Yes, and there are some thorny problems. One is that no government wants privacy and data security for their citizens. Our leaders want to know who we are, where we are, what we're doing, with whom, and why. Another problem is that there are inevitably those who hold the "keys to the kingdom." Can they be trusted? Do we even know who "they" are? Are we more comfortable with humans or bots? The "security measures" implemented by governments and corporations will always come with the means to keep tabs on you, while providing the illusion of empowerment and anonymity (in “Ready Player One,” Parzival's true identity as Wade is quickly discovered when he becomes a problem for the powers-that-be). The "VR-first future" will be a perpetual surveillance state, right down to the twitches of your eyeballs.
"VR can reduce our ecological footprint to enable a more sustainable environment"
This notion is predicated upon the assumption that the additional environmental stress generated by the production and powering of our future VR tech will be offset by a reduction in the environmental stress generated by housing and travel needs as we voluntarily (or resignedly) sequester ourselves in tiny physical spaces. If living spaces shrink, what will be the difference between citizens in their VR-wired apartments and prisoners in their VR-wired cells? (Perhaps prisoners will be given high-latency headsets.) How will civic planning evolve? Will physical public places disappear? What will happen to the "unused" space? Who will own it and for what purpose? Will there be more grass or more concrete? What will be the fate of national parks and nature reserves? Will our neglected physical world sink into the turgid ecological and social morass of “Ready Player One” while we are preoccupied with the experience points of our avatars?

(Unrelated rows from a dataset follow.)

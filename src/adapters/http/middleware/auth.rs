//! Caller identity extraction.
//!
//! The session layer in front of this service (identity provider SDK,
//! reverse proxy) resolves the session and forwards the caller's subject in
//! the `X-User-Id` header. Routes that need a caller take
//! [`AuthenticatedUser`] as an extractor and reject with 401 when the
//! header is absent.

use axum::async_trait;
use axum::extract::FromRequestParts;
use axum::http::request::Parts;
use axum::http::StatusCode;
use axum::response::{IntoResponse, Json, Response};

use crate::domain::foundation::UserId;

use super::super::ErrorResponse;

/// Authenticated caller identity extracted from the request.
#[derive(Debug, Clone)]
pub struct AuthenticatedUser {
    pub user_id: UserId,
}

/// Rejection for requests without a caller identity.
#[derive(Debug)]
pub struct AuthenticationRequired;

impl IntoResponse for AuthenticationRequired {
    fn into_response(self) -> Response {
        let error = ErrorResponse::new("AUTHENTICATION_REQUIRED", "Authentication is required");
        (StatusCode::UNAUTHORIZED, Json(error)).into_response()
    }
}

#[async_trait]
impl<S> FromRequestParts<S> for AuthenticatedUser
where
    S: Send + Sync,
{
    type Rejection = AuthenticationRequired;

    async fn from_request_parts(parts: &mut Parts, _state: &S) -> Result<Self, Self::Rejection> {
        let user_id = parts
            .headers
            .get("X-User-Id")
            .and_then(|v| v.to_str().ok())
            .and_then(|s| UserId::new(s).ok())
            .ok_or(AuthenticationRequired)?;

        Ok(AuthenticatedUser { user_id })
    }
}

#[cfg(test)]
mod tests {
    use super::*;
    use axum::http::Request;

    async fn extract(request: Request<()>) -> Result<AuthenticatedUser, AuthenticationRequired> {
        let (mut parts, _) = request.into_parts();
        AuthenticatedUser::from_request_parts(&mut parts, &()).await
    }

    #[tokio::test]
    async fn extracts_user_from_header() {
        let request = Request::builder()
            .header("X-User-Id", "user_2abc")
            .body(())
            .unwrap();

        let user = extract(request).await.unwrap();
        assert_eq!(user.user_id.as_str(), "user_2abc");
    }

    #[tokio::test]
    async fn missing_header_is_rejected() {
        let request = Request::builder().body(()).unwrap();
        assert!(extract(request).await.is_err());
    }

    #[tokio::test]
    async fn empty_header_is_rejected() {
        let request = Request::builder()
            .header("X-User-Id", "")
            .body(())
            .unwrap();
        assert!(extract(request).await.is_err());
    }
}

"Even in a virtual world of abundance, humans still have a need for a greater purpose"
It's questionable how "abundant" the virtual world will really be. The Chinese have a saying: 望梅止渴 (wàngméizhǐkě), "Looking at plums to quench thirst" (meaning to comfort oneself with illusions), and my two-year-old knows the difference between pretend cake and real cake. But for the sake of argument, let's assume that everyone will have virtual access to anything they could ever want. The result (then as now) will probably be disappointment and disillusionment, followed by depression. Deep down, most people indeed have a need for greater purpose beyond self-gratification.
In “Ready Player One,” our hero Wade opines: "To be honest, the future doesn’t look too bright. You were born at a pretty crappy time in history. And it looks like things are only gonna get worse from here on out. Human civilization is in decline. Some people even say it’s collapsing." But things are generally never as utopian or dystopian as we might imagine. As Alvin summarizes in his op-ed piece, the future is truly in our hands. But it's also true that the road to hell is paved with good intentions. The "VR-first future" is too important to be left to tech-obsessed engineers and gamers who are often either deaf to or disinterested in the larger societal implications of VR technology. In order for our virtual future to be a good one, people who currently have no interest in VR (but have an interest in our grandchildren and their grandchildren) must mindfully engage.
In the 1960's, computer graphics pioneer Ivan Sutherland demonstrated a massive "head-mounted" (suspended) VR display called the "Sword of Damocles," named after the story of King Damocles, who had a sword hanging over his head by the hair of a horse's tail. Sutherland's tongue-in-cheek adoption of the moniker can be construed not only as a reference to the weight of the hanging device, but also a reminder that with great power comes great responsibility. If there is just one lesson from “Ready Player One” for our "VR-first future," it is that.